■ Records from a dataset
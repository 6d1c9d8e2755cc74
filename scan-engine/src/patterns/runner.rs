use common::config::PatternConfig;
use common::names::signals;
use common::{Bar, MarketContext, Result, ScanError, Series, Signal};
use serde::{Deserialize, Serialize};

use super::volume::relative_volume;
use crate::indicators::session_date;

/// Multi-day runner sub-conditions, each judged on its own
#[derive(Debug, Clone, PartialEq, Serialize, Deserialize)]
pub struct RunnerCriteria {
    /// Green today after a bar that was not green
    pub first_green_day: bool,
    pub close_near_high: bool,
    pub volume_surge: bool,
    pub catalyst: bool,
    pub catalyst_required: bool,
    pub close_position: Option<f64>,
    pub relative_volume: f64,
}

impl RunnerCriteria {
    pub fn detected(&self) -> bool {
        self.first_green_day
            && self.close_near_high
            && self.volume_surge
            && (self.catalyst || !self.catalyst_required)
    }

    pub fn signal(&self) -> Signal {
        Signal::flag(signals::MULTIDAY_RUNNER, self.detected())
            .with_input("close_position", self.close_position.unwrap_or(f64::NAN))
            .with_input("relative_volume", self.relative_volume)
    }
}

pub fn detect_multiday_runner(series: &Series, context: &MarketContext, config: &PatternConfig) -> Result<RunnerCriteria> {
    let (Some(today), Some(yesterday)) = (series.last(), series.previous()) else {
        return Err(ScanError::insufficient("multiday_runner", 2, series.len()));
    };
    let (_, relative) = relative_volume(&series.volumes(), config.relative_volume_period)?;
    let close_position = today.close_position();

    Ok(RunnerCriteria {
        first_green_day: today.is_green() && !yesterday.is_green(),
        close_near_high: close_position.is_some_and(|p| p >= config.runner_close_position),
        volume_surge: relative >= config.runner_volume_multiple,
        catalyst: context.has_catalyst(),
        catalyst_required: config.runner_requires_catalyst,
        close_position,
        relative_volume: relative,
    })
}

/// Red-to-green sub-conditions for the latest session
#[derive(Debug, Clone, PartialEq, Serialize, Deserialize)]
pub struct RedToGreenCriteria {
    pub opened_red: bool,
    pub now_green: bool,
    /// The morning low undercut the previous close
    pub found_support: bool,
    pub previous_close: f64,
    pub session_open: f64,
    pub morning_low: f64,
    pub current: f64,
}

impl RedToGreenCriteria {
    pub fn detected(&self) -> bool {
        self.opened_red && self.now_green && self.found_support
    }

    pub fn signal(&self) -> Signal {
        Signal::flag(signals::RED_TO_GREEN, self.detected())
            .with_input("previous_close", self.previous_close)
            .with_input("morning_low", self.morning_low)
    }
}

/// Works on intraday and daily series alike: the latest session is every bar
/// sharing the last bar's session date, the previous close is the last bar
/// before it.
pub fn detect_red_to_green(series: &Series, utc_offset_minutes: i32, config: &PatternConfig) -> Result<RedToGreenCriteria> {
    let bars = series.bars();
    let Some(last) = bars.last() else {
        return Err(ScanError::insufficient("red_to_green", 2, 0));
    };
    let date = session_date(last, utc_offset_minutes);
    let session_start = bars
        .iter()
        .rposition(|b| session_date(b, utc_offset_minutes) != date)
        .map(|i| i + 1)
        .ok_or_else(|| ScanError::insufficient("red_to_green", 2, bars.len()))?;

    let previous_close = bars[session_start - 1].close;
    let session: &[Bar] = &bars[session_start..];
    let morning = &session[..session.len().min(config.red_green_morning_bars)];
    let morning_low = morning.iter().map(|b| b.low).fold(f64::INFINITY, f64::min);
    let session_open = session[0].open;

    Ok(RedToGreenCriteria {
        opened_red: session_open < previous_close,
        now_green: last.close > previous_close,
        found_support: morning_low < previous_close,
        previous_close,
        session_open,
        morning_low,
        current: last.close,
    })
}

#[cfg(test)]
mod tests {
    use super::*;
    use crate::data::{generate_random_walk, generate_runner};
    use chrono::{Duration, TimeZone, Utc};

    #[test]
    fn test_runner_criteria_all_met() {
        let series = Series::new(generate_runner(30, 3.0, 4.0, 6)).unwrap();
        let context = MarketContext::default().with_headline("Company receives FDA approval");
        let criteria = detect_multiday_runner(&series, &context, &PatternConfig::default()).unwrap();

        assert!(criteria.first_green_day);
        assert!(criteria.close_near_high);
        assert!(criteria.volume_surge);
        assert!(criteria.catalyst);
        assert!(criteria.detected());
        assert!(criteria.signal().is_active());
    }

    #[test]
    fn test_catalyst_requirement_is_configurable() {
        let series = Series::new(generate_runner(30, 3.0, 4.0, 6)).unwrap();
        let context = MarketContext::default();

        let strict = detect_multiday_runner(&series, &context, &PatternConfig::default()).unwrap();
        assert!(!strict.detected());

        let relaxed_config = PatternConfig {
            runner_requires_catalyst: false,
            ..Default::default()
        };
        let relaxed = detect_multiday_runner(&series, &context, &relaxed_config).unwrap();
        assert!(relaxed.detected());
    }

    #[test]
    fn test_weak_volume_is_not_runner() {
        let series = Series::new(generate_runner(30, 3.0, 1.5, 6)).unwrap();
        let criteria = detect_multiday_runner(&series, &MarketContext::default(), &PatternConfig::default()).unwrap();
        assert!(!criteria.volume_surge);
        assert!(criteria.close_near_high);
        assert!(!criteria.detected());
    }

    fn intraday(prev_close: f64, session: &[(f64, f64, f64, f64)]) -> Series {
        let day1 = Utc.with_ymd_and_hms(2024, 7, 1, 19, 59, 0).unwrap();
        let day2 = Utc.with_ymd_and_hms(2024, 7, 2, 13, 30, 0).unwrap();
        let mut bars = vec![Bar::new(day1, prev_close, prev_close, prev_close, prev_close, 100)];
        for (i, &(o, h, l, c)) in session.iter().enumerate() {
            bars.push(Bar::new(day2 + Duration::minutes(i as i64), o, h, l, c, 100));
        }
        Series::new(bars).unwrap()
    }

    #[test]
    fn test_red_to_green_reversal() {
        let series = intraday(10.0, &[(9.6, 9.7, 9.4, 9.5), (9.5, 9.9, 9.5, 9.8), (9.8, 10.3, 9.8, 10.2)]);
        let criteria = detect_red_to_green(&series, 0, &PatternConfig::default()).unwrap();

        assert!(criteria.opened_red);
        assert!(criteria.found_support);
        assert!(criteria.now_green);
        assert_eq!(criteria.morning_low, 9.4);
        assert!(criteria.detected());
    }

    #[test]
    fn test_still_red_is_not_detected() {
        let series = intraday(10.0, &[(9.6, 9.7, 9.4, 9.5), (9.5, 9.9, 9.5, 9.8)]);
        let criteria = detect_red_to_green(&series, 0, &PatternConfig::default()).unwrap();
        assert!(criteria.opened_red);
        assert!(!criteria.now_green);
        assert!(!criteria.detected());
    }

    #[test]
    fn test_daily_series_uses_previous_bar() {
        let series = Series::new(generate_random_walk(5, 10.0, 1)).unwrap();
        let criteria = detect_red_to_green(&series, 0, &PatternConfig::default()).unwrap();
        assert_eq!(criteria.previous_close, series.previous().unwrap().close);
        assert_eq!(criteria.session_open, series.last().unwrap().open);
    }
}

■ ASSIGNED TASK
Using the entries above, output exactly the lines between the line holding "9.9, 9.5, 9.8)]);" and the line holding "Series::new(generate_random_walk(5, 10.0, 1)).unwrap();", end lines included, and nothing more.

■ ANSWER TO THIS PROBLEM
        let series = intraday(10.0, &[(9.6, 9.7, 9.4, 9.5), (9.5, 9.9, 9.5, 9.8)]);
        let criteria = detect_red_to_green(&series, 0, &PatternConfig::default()).unwrap();
        assert!(criteria.opened_red);
        assert!(!criteria.now_green);
        assert!(!criteria.detected());
    }

    #[test]
    fn test_daily_series_uses_previous_bar() {
        let series = Series::new(generate_random_walk(5, 10.0, 1)).unwrap();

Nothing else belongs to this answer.